__What is expected__.
Check every line of the entries below for "true", and copy the lines that have it.

Stored data entries:
impl TrackLogger {
    /// Create a logger with default configuration.
    pub fn new(
        context: Arc<TrackerContext>,
        store: Arc<dyn PersistentTrackStore>,
        settings: Arc<dyn SettingsProvider>,
        alerter: Arc<dyn Alerter>,
    ) -> Self {
        Self::with_config(context, store, settings, alerter, LoggerConfig::default())
    }

    /// Create with custom configuration.
    pub fn with_config(
        context: Arc<TrackerContext>,
        store: Arc<dyn PersistentTrackStore>,
        settings: Arc<dyn SettingsProvider>,
        alerter: Arc<dyn Alerter>,
        config: LoggerConfig,
    ) -> Self {
        let (events_tx, _) = broadcast::channel(config.event_capacity.max(1));
        Self {
            inner: Arc::new(LoggerInner {
                context,
                store,
                settings,
                alerter,
                config,
                latest: Arc::new(LatestSample::default()),
                state: Mutex::new(LiveState::default()),
                accepted: AtomicU64::new(0),
                distance_bits: AtomicU64::new(0f64.to_bits()),
                events_tx,
            }),
        }
    }

    /// Start a new logging session.
    ///
    /// Acquires the tracker, reads the sampling parameters, opens the
    /// session, subscribes and spawns the worker. Returns the new session id without
    /// waiting for any sample. `None` picks a name like
    /// `log_20240517_083005`.
    pub fn arm(&self, name: Option<&str>) -> Result<SessionId, TrackLogError> {
        let runtime =
            tokio::runtime::Handle::try_current().map_err(|_| TrackLogError::NoRuntime)?;
        let inner = &self.inner;

        {
            let mut state = inner.state.lock();
            match state.phase {
                LoggerPhase::Disarmed | LoggerPhase::Failed => {
                    state.phase = LoggerPhase::Arming;
                }
                phase => return Err(TrackLogError::AlreadyActive(phase)),
            }
        }

        let tracker = match inner.context.tracker() {
            Ok(tracker) => tracker,
            Err(e) => {
                error!(error = %e, "Failed to start position tracking");
                inner.state.lock().phase = LoggerPhase::Disarmed;
                return Err(TrackLogError::Tracker(e));
            }
        };

        let interval = inner.settings.sampling_interval();
        let minimum_distance = inner.settings.minimum_distance_meters();
        let started_at = Utc::now();
        let name = name
            .map(str::to_string)
            .unwrap_or_else(|| default_session_name(started_at));

        let session = match inner.store.open_session(&name, started_at) {
            Ok(id) => id,
            Err(e) => {
                error!(name = %name, error = %e, "Failed to open logging session");
                inner.state.lock().phase = LoggerPhase::Disarmed;
                return Err(TrackLogError::OpenSession(e));
            }
        };

        inner.reset_counters();
        inner.latest.clear();
        let listener: Arc<dyn PositionListener> = inner.latest.clone();
        tracker.subscribe(listener);

        let cancel = CancellationToken::new();
        let wake = Arc::new(Notify::new());
        let params = WorkerParams {
            session,
            interval,
            minimum_distance,
            cancel: cancel.clone(),
            wake: Arc::clone(&wake),
        };

        {
            let mut state = inner.state.lock();
            state.session = Some(LoggingSession::new(session, name.clone(), started_at));
            state.track.clear();
            state.cancel = Some(cancel);
            state.wake = Some(wake);
            state.phase = LoggerPhase::Armed;
            state.worker = Some(runtime.spawn(Arc::clone(inner).run_worker(params)));
        }

        info!(
            session_id = session,
            name = %name,
            interval_ms = interval.as_millis() as u64,
            min_distance_m = minimum_distance,
            "Track logging armed"
        );
        inner.emit(TrackLogEvent::Started { session, name });
        Ok(session)
    }

    /// Request the session to stop.
    ///
    /// Returns immediately; the worker deletes or closes the session after
    /// its in-flight iteration. Returns false if nothing was armed.
    pub fn disarm(&self) -> bool {
        let inner = &self.inner;
        let cancel = {
            let mut state = inner.state.lock();
            if state.phase != LoggerPhase::Armed {
                return false;
            }
            state.phase = LoggerPhase::Disarming;
            state.wake = None;
            state.cancel.take()
        };

        if let Some(cancel) = cancel {
            cancel.cancel();
        }
        inner.unsubscribe();
        debug!("Track logging disarm requested");
        true
    }

    /// Wait until the worker has finished (session finalized or failed).
    pub async fn wait_stopped(&self) {
        let worker = self.inner.state.lock().worker.take();
        if let Some(worker) = worker {
            if let Err(e) = worker.await {
                error!(error = %e, "Track logging worker panicked");
            }
        }
    }

    /// Wake the worker out of its wait between samples.
    ///
    /// Sampling continues; the interruption is logged and reported. If the
    /// worker is busy appending, its next wait ends at once.
    pub fn interrupt_wait(&self) {
        if let Some(wake) = self.inner.state.lock().wake.as_ref() {
            wake.notify_one();
        }
    }

    pub fn phase(&self) -> LoggerPhase {
        self.inner.state.lock().phase
    }

    /// Returns true while a session is recording.
    pub fn is_armed(&self) -> bool {
        self.phase() == LoggerPhase::Armed
    }

    /// Id of the session being recorded or finalized.
    pub fn current_session_id(&self) -> Option<SessionId> {
        self.inner.state.lock().session.as_ref().map(|s| s.id)
    }

    /// Snapshot of the current session with live counters.
    pub fn session(&self) -> Option<LoggingSession> {
        let mut session = self.inner.state.lock().session.clone()?;
        session.accepted_points = self.accepted_point_count();
        session.distance_meters = self.cumulative_distance_meters();
        Some(session)
    }

    pub fn accepted_point_count(&self) -> u64 {
        self.inner.accepted.load(Ordering::SeqCst)
    }

    pub fn cumulative_distance_meters(&self) -> f64 {
        f64::from_bits(self.inner.distance_bits.load(Ordering::SeqCst))
    }

    /// `(longitude, latitude)` of the points accepted so far.
    pub fn current_track(&self) -> Vec<(f64, f64)> {
        self.inner.state.lock().track.clone()
    }

    /// Whether the tracker currently reports a fix.
    pub fn has_fix(&self) -> bool {
        self.inner
            .context
            .existing()
            .is_some_and(|tracker| tracker.has_fix())
    }

    /// Subscribe to lifecycle and failure events.
    pub fn events(&self) -> broadcast::Receiver<TrackLogEvent> {
        self.inner.events_tx.subscribe()
    }
}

__Final answer__.
        true
    /// Returns true while a session is recording.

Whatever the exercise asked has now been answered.